ChatEval: Towards Better LLM-based Evaluators through Multi-Agent Debate

Chan, Chi-Min, Chen, Weize, Su, Yusheng, Yu, Jianxuan, Xue, Wei, Zhang, Shanghang, Fu, Jie, Liu, Zhiyuan

arXiv.org Artificial Intelligence 

Text evaluation has historically posed significant challenges, often demanding substantial labor and time cost. With the emergence of large language models (LLMs), researchers have explored LLMs' potential as alternatives for human evaluation. While these single-agent-based approaches show promise, experimental results suggest that further advancements are needed to bridge the gap between their current effectiveness and human-level evaluation quality. Recognizing that best practices of human evaluation processes often involve multiple human annotators collaborating in the evaluation, we resort to a multi-agent debate framework, moving beyond single-agent prompting strategies. The multi-agentbased approach enables a group of LLMs to synergize with an array of intelligent counterparts, harnessing their distinct capabilities and expertise to enhance efficiency and effectiveness in handling intricate tasks.

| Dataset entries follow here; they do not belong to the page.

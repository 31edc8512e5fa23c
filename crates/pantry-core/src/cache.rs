//! Time-bounded cache access with graceful degradation.
//!
//! [`TimedCache`] wraps a [`CacheBackend`] and races every operation against
//! a timeout. A timeout, a backend that is not ready yet, or any backend
//! error all collapse into the degraded outcome: [`CacheLookup::Miss`] for
//! reads and [`CacheWrite::Degraded`] for writes. Callers therefore treat
//! "cache unavailable" exactly like "cache empty".

use std::collections::HashMap;
use std::future::Future;
use std::pin::Pin;
use std::sync::Arc;
use std::time::{Duration, Instant};

use serde::de::DeserializeOwned;
use serde::Serialize;
use serde_json::Value;
use tracing::{debug, warn};

use crate::error::CacheError;

/// Default timeout for get/set/delete.
pub const DEFAULT_OPERATION_TIMEOUT: Duration = Duration::from_secs(3);
/// Default timeout for liveness checks.
pub const DEFAULT_LIVENESS_TIMEOUT: Duration = Duration::from_secs(2);
/// Longest lifetime any entry is written with; larger TTLs are clamped.
pub const MAX_ENTRY_TTL: Duration = Duration::from_secs(365 * 24 * 60 * 60);

pub type BackendFuture<'a, T> = Pin<Box<dyn Future<Output = Result<T, CacheError>> + Send + 'a>>;

/// Key/value store contract consumed by [`TimedCache`].
///
/// Implementations must report [`CacheError::NotReady`] while they cannot
/// serve requests, separately from a plain absent key (`Ok(None)`).
pub trait CacheBackend: Send + Sync {
    fn name(&self) -> &'static str;

    fn get<'a>(&'a self, key: &'a str) -> BackendFuture<'a, Option<String>>;

    fn set<'a>(&'a self, key: &'a str, value: String, ttl: Duration) -> BackendFuture<'a, ()>;

    fn delete<'a>(&'a self, key: &'a str) -> BackendFuture<'a, ()>;

    fn ping<'a>(&'a self) -> BackendFuture<'a, ()>;
}

/// Value read from the cache.
#[derive(Debug, Clone, PartialEq)]
pub enum CachedValue {
    /// The stored string looked like JSON and decoded cleanly.
    Structured(Value),
    /// Plain text, or JSON-looking text that failed to decode.
    Raw(String),
}

impl CachedValue {
    fn decode(raw: String) -> Self {
        if !looks_structured(&raw) {
            return Self::Raw(raw);
        }

        match serde_json::from_str(&raw) {
            Ok(value) => Self::Structured(value),
            Err(error) => {
                debug!(%error, "cached value looked structured but failed to decode");
                Self::Raw(raw)
            }
        }
    }

    pub fn is_truthy(&self) -> bool {
        match self {
            Self::Structured(Value::Bool(flag)) => *flag,
            Self::Structured(Value::Null) => false,
            Self::Structured(_) => true,
            Self::Raw(text) => {
                let text = text.trim();
                !text.is_empty() && text != "0"
            }
        }
    }
}

fn looks_structured(raw: &str) -> bool {
    let trimmed = raw.trim();
    trimmed.starts_with('{')
        || trimmed.starts_with('[')
        || matches!(trimmed, "true" | "false" | "null")
}

/// Outcome of a cache read.
#[derive(Debug, Clone, PartialEq)]
pub enum CacheLookup {
    Hit(CachedValue),
    Miss,
}

impl CacheLookup {
    pub const fn is_hit(&self) -> bool {
        matches!(self, Self::Hit(_))
    }
}

/// Outcome of a cache write or delete.
#[derive(Debug, Clone, Copy, PartialEq, Eq)]
pub enum CacheWrite {
    Ack,
    Degraded,
}

/// Timeout-guarded, never-failing facade over a [`CacheBackend`].
#[derive(Clone)]
pub struct TimedCache {
    backend: Arc<dyn CacheBackend>,
    operation_timeout: Duration,
    liveness_timeout: Duration,
}

impl TimedCache {
    pub fn new(backend: Arc<dyn CacheBackend>) -> Self {
        Self {
            backend,
            operation_timeout: DEFAULT_OPERATION_TIMEOUT,
            liveness_timeout: DEFAULT_LIVENESS_TIMEOUT,
        }
    }

    /// In-process cache, used when no external backend is configured.
    pub fn in_memory() -> Self {
        Self::new(Arc::new(MemoryBackend::new()))
    }

    pub fn with_timeouts(mut self, operation: Duration, liveness: Duration) -> Self {
        self.operation_timeout = operation;
        self.liveness_timeout = liveness;
        self
    }

    pub fn backend_name(&self) -> &'static str {
        self.backend.name()
    }

    pub async fn get(&self, key: &str) -> CacheLookup {
        match tokio::time::timeout(self.operation_timeout, self.backend.get(key)).await {
            Ok(Ok(Some(raw))) => {
                debug!(key, "cache hit");
                CacheLookup::Hit(CachedValue::decode(raw))
            }
            Ok(Ok(None)) => {
                debug!(key, "cache miss");
                CacheLookup::Miss
            }
            Ok(Err(error)) => {
                warn!(key, backend = self.backend.name(), %error, "cache get degraded to miss");
                CacheLookup::Miss
            }
            Err(_) => {
                warn!(
                    key,
                    backend = self.backend.name(),
                    timeout_ms = duration_ms(self.operation_timeout),
                    "cache get timed out; treating as miss"
                );
                CacheLookup::Miss
            }
        }
    }

    /// Typed read. Anything that does not decode into `T` is a miss.
    pub async fn get_as<T: DeserializeOwned>(&self, key: &str) -> Option<T> {
        match self.get(key).await {
            CacheLookup::Hit(CachedValue::Structured(value)) => {
                match serde_json::from_value(value) {
                    Ok(decoded) => Some(decoded),
                    Err(error) => {
                        debug!(key, %error, "cached value has unexpected shape");
                        None
                    }
                }
            }
            CacheLookup::Hit(CachedValue::Raw(_)) | CacheLookup::Miss => None,
        }
    }

    /// Writes `value` with `ttl` clamped to [`MAX_ENTRY_TTL`].
    pub async fn set(&self, key: &str, value: impl Into<String>, ttl: Duration) -> CacheWrite {
        let value = value.into();
        let ttl = ttl.min(MAX_ENTRY_TTL);
        let outcome =
            tokio::time::timeout(self.operation_timeout, self.backend.set(key, value, ttl)).await;
        self.write_outcome("set", key, outcome)
    }

    pub async fn set_json<T: Serialize>(&self, key: &str, value: &T, ttl: Duration) -> CacheWrite {
        match serde_json::to_string(value) {
            Ok(encoded) => self.set(key, encoded, ttl).await,
            Err(error) => {
                let error = CacheError::Serialization(error.to_string());
                self.write_outcome("set", key, Ok(Err(error)))
            }
        }
    }

    pub async fn delete(&self, key: &str) -> CacheWrite {
        let outcome = tokio::time::timeout(self.operation_timeout, self.backend.delete(key)).await;
        self.write_outcome("delete", key, outcome)
    }

    /// Liveness check bounded by the (shorter) liveness timeout.
    pub async fn ping(&self) -> bool {
        match tokio::time::timeout(self.liveness_timeout, self.backend.ping()).await {
            Ok(Ok(())) => true,
            Ok(Err(error)) => {
                debug!(backend = self.backend.name(), %error, "cache liveness check failed");
                false
            }
            Err(_) => {
                debug!(backend = self.backend.name(), "cache liveness check timed out");
                false
            }
        }
    }

    fn write_outcome(
        &self,
        operation: &'static str,
        key: &str,
        outcome: Result<Result<(), CacheError>, tokio::time::error::Elapsed>,
    ) -> CacheWrite {
        match outcome {
            Ok(Ok(())) => CacheWrite::Ack,
            Ok(Err(error)) => {
                warn!(key, operation, backend = self.backend.name(), %error, "cache write degraded");
                CacheWrite::Degraded
            }
            Err(_) => {
                warn!(
                    key,
                    operation,
                    backend = self.backend.name(),
                    timeout_ms = duration_ms(self.operation_timeout),
                    "cache write timed out"
                );
                CacheWrite::Degraded
            }
        }
    }
}

fn duration_ms(duration: Duration) -> u64 {
    duration.as_millis().min(u128::from(u64::MAX)) as u64
}

#[derive(Debug, Clone)]
struct MemoryEntry {
    body: String,
    /// `None` when the TTL reaches past what `Instant` can represent.
    expires_at: Option<Instant>,
}

impl MemoryEntry {
    fn is_live(&self, now: Instant) -> bool {
        self.expires_at.map_or(true, |deadline| now < deadline)
    }
}

/// In-process backend with per-entry expiry.
#[derive(Debug, Default)]
pub struct MemoryBackend {
    map: tokio::sync::RwLock<HashMap<String, MemoryEntry>>,
}

impl MemoryBackend {
    pub fn new() -> Self {
        Self::default()
    }

    /// Remove expired entries.
    pub async fn clear_expired(&self) {
        let now = Instant::now();
        self.map.write().await.retain(|_, entry| entry.is_live(now));
    }

    /// Number of stored entries, including expired ones not yet swept.
    pub async fn len(&self) -> usize {
        self.map.read().await.len()
    }
}

impl CacheBackend for MemoryBackend {
    fn name(&self) -> &'static str {
        "memory"
    }

    fn get<'a>(&'a self, key: &'a str) -> BackendFuture<'a, Option<String>> {
        Box::pin(async move {
            let map = self.map.read().await;
            let now = Instant::now();
            Ok(map
                .get(key)
                .filter(|entry| entry.is_live(now))
                .map(|entry| entry.body.clone()))
        })
    }

    fn set<'a>(&'a self, key: &'a str, value: String, ttl: Duration) -> BackendFuture<'a, ()> {
        Box::pin(async move {
            let expires_at = Instant::now().checked_add(ttl);
            self.map.write().await.insert(
                key.to_owned(),
                MemoryEntry {
                    body: value,
                    expires_at,
                },
            );
            Ok(())
        })
    }

    fn delete<'a>(&'a self, key: &'a str) -> BackendFuture<'a, ()> {
        Box::pin(async move {
            self.map.write().await.remove(key);
            Ok(())
        })
    }

    fn ping<'a>(&'a self) -> BackendFuture<'a, ()> {
        Box::pin(async move { Ok(()) })
    }
}

#[cfg(test)]
mod tests {
    use super::*;

    struct UnreadyBackend;

    impl CacheBackend for UnreadyBackend {
        fn name(&self) -> &'static str {
            "unready"
        }

        fn get<'a>(&'a self, _key: &'a str) -> BackendFuture<'a, Option<String>> {
            Box::pin(async { Err(CacheError::NotReady) })
        }

        fn set<'a>(&'a self, _key: &'a str, _value: String, _ttl: Duration) -> BackendFuture<'a, ()> {
            Box::pin(async { Err(CacheError::NotReady) })
        }

        fn delete<'a>(&'a self, _key: &'a str) -> BackendFuture<'a, ()> {
            Box::pin(async { Err(CacheError::NotReady) })
        }

        fn ping<'a>(&'a self) -> BackendFuture<'a, ()> {
            Box::pin(async { Err(CacheError::NotReady) })
        }
    }

    #[tokio::test]
    async fn memory_cache_basic_operations() {
        let cache = TimedCache::in_memory();

        assert_eq!(cache.get("key1").await, CacheLookup::Miss);

        assert_eq!(cache.set("key1", "value1", Duration::from_secs(60)).await, CacheWrite::Ack);
        assert_eq!(
            cache.get("key1").await,
            CacheLookup::Hit(CachedValue::Raw(String::from("value1")))
        );

        assert_eq!(cache.delete("key1").await, CacheWrite::Ack);
        assert_eq!(cache.get("key1").await, CacheLookup::Miss);
    }

    #[tokio::test]
    async fn entries_expire_after_ttl() {
        let cache = TimedCache::in_memory();

        cache.set("key1", "value1", Duration::from_millis(50)).await;
        assert!(cache.get("key1").await.is_hit());

        tokio::time::sleep(Duration::from_millis(80)).await;
        assert_eq!(cache.get("key1").await, CacheLookup::Miss);
    }

    #[tokio::test]
    async fn structured_values_are_decoded_transparently() {
        let cache = TimedCache::in_memory();

        cache.set("flag", "true", Duration::from_secs(60)).await;
        cache.set("obj", r#"{"a":1}"#, Duration::from_secs(60)).await;

        assert_eq!(
            cache.get("flag").await,
            CacheLookup::Hit(CachedValue::Structured(Value::Bool(true)))
        );
        assert_eq!(
            cache.get("obj").await,
            CacheLookup::Hit(CachedValue::Structured(serde_json::json!({"a": 1})))
        );
    }

    #[tokio::test]
    async fn broken_json_is_returned_raw() {
        let cache = TimedCache::in_memory();
        cache.set("broken", "{not json", Duration::from_secs(60)).await;

        assert_eq!(
            cache.get("broken").await,
            CacheLookup::Hit(CachedValue::Raw(String::from("{not json")))
        );
    }

    #[tokio::test]
    async fn typed_round_trip_through_json() {
        let cache = TimedCache::in_memory();
        let value = vec![String::from("egg"), String::from("flour")];

        assert_eq!(cache.set_json("list", &value, Duration::from_secs(60)).await, CacheWrite::Ack);
        assert_eq!(cache.get_as::<Vec<String>>("list").await, Some(value));
        assert_eq!(cache.get_as::<u32>("list").await, None);
    }

    #[tokio::test]
    async fn unready_backend_degrades_every_operation() {
        let cache = TimedCache::new(Arc::new(UnreadyBackend));

        assert_eq!(cache.get("key").await, CacheLookup::Miss);
        assert_eq!(cache.set("key", "v", Duration::from_secs(1)).await, CacheWrite::Degraded);
        assert_eq!(cache.delete("key").await, CacheWrite::Degraded);
        assert!(!cache.ping().await);
    }

    #[tokio::test]
    async fn memory_backend_sweeps_expired_entries() {
        let backend = MemoryBackend::new();
        backend.set("a", String::from("1"), Duration::from_millis(10)).await.expect("set");
        backend.set("b", String::from("2"), Duration::from_secs(60)).await.expect("set");
        assert_eq!(backend.len().await, 2);

        tokio::time::sleep(Duration::from_millis(30)).await;
        backend.clear_expired().await;
        assert_eq!(backend.len().await, 1);
    }

    #[tokio::test]
    async fn unencodable_values_degrade_the_write() {
        let cache = TimedCache::in_memory();
        let mut value = HashMap::new();
        value.insert(vec![1_u8], 1_u8);

        assert_eq!(
            cache.set_json("bad", &value, Duration::from_secs(60)).await,
            CacheWrite::Degraded
        );
        assert_eq!(cache.get("bad").await, CacheLookup::Miss);
    }

    #[tokio::test]
    async fn oversized_ttl_is_stored_without_overflow() {
        let backend = MemoryBackend::new();
        backend
            .set("forever", String::from("1"), Duration::MAX)
            .await
            .expect("set");

        assert_eq!(backend.get("forever").await.expect("get"), Some(String::from("1")));
        backend.clear_expired().await;
        assert_eq!(backend.len().await, 1);

        let cache = TimedCache::in_memory();
        let max = Duration::from_secs(u64::MAX);
        assert_eq!(cache.set("flag", "true", max).await, CacheWrite::Ack);
        assert!(cache.get("flag").await.is_hit());
    }

    #[test]
    fn truthiness_of_cached_values() {
        assert!(CachedValue::Structured(Value::Bool(true)).is_truthy());
        assert!(!CachedValue::Structured(Value::Bool(false)).is_truthy());
        assert!(CachedValue::Raw(String::from("1")).is_truthy());
        assert!(!CachedValue::Raw(String::from("0")).is_truthy());
    }
}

In this paper, we construct a multi-agent referee team called ChatEval to autonomously discuss and evaluate the quality of generated responses from different models on open-ended questions and traditional natural language generation (NLG) tasks. We derive insights and lessons from practical scenarios where humans instigate group discussions for brainstorming and propose different communication strategies within ChatEval. Our experiments on two benchmark tasks illustrate that ChatEval delivers superior accuracy and correlation in alignment with human assessment. Furthermore, we find that the diverse role prompts (different personas) are essential in the multi-agent debate process; that is, utilizing the same role description in the prompt can lead to a degradation in performance. Our qualitative analysis also shows that ChatEval transcends mere textual scoring, offering a humanmimicking evaluation process for reliable assessments. Evaluating the quality of text generated by language models or written by humans has long been a challenging endeavor, consistently garnering substantial attention (Celikyilmaz et al., 2020). Traditional methodologies predominantly rely on human annotation of texts (Callison-Burch, 2009), an approach considered overly demanding in terms of time and cost.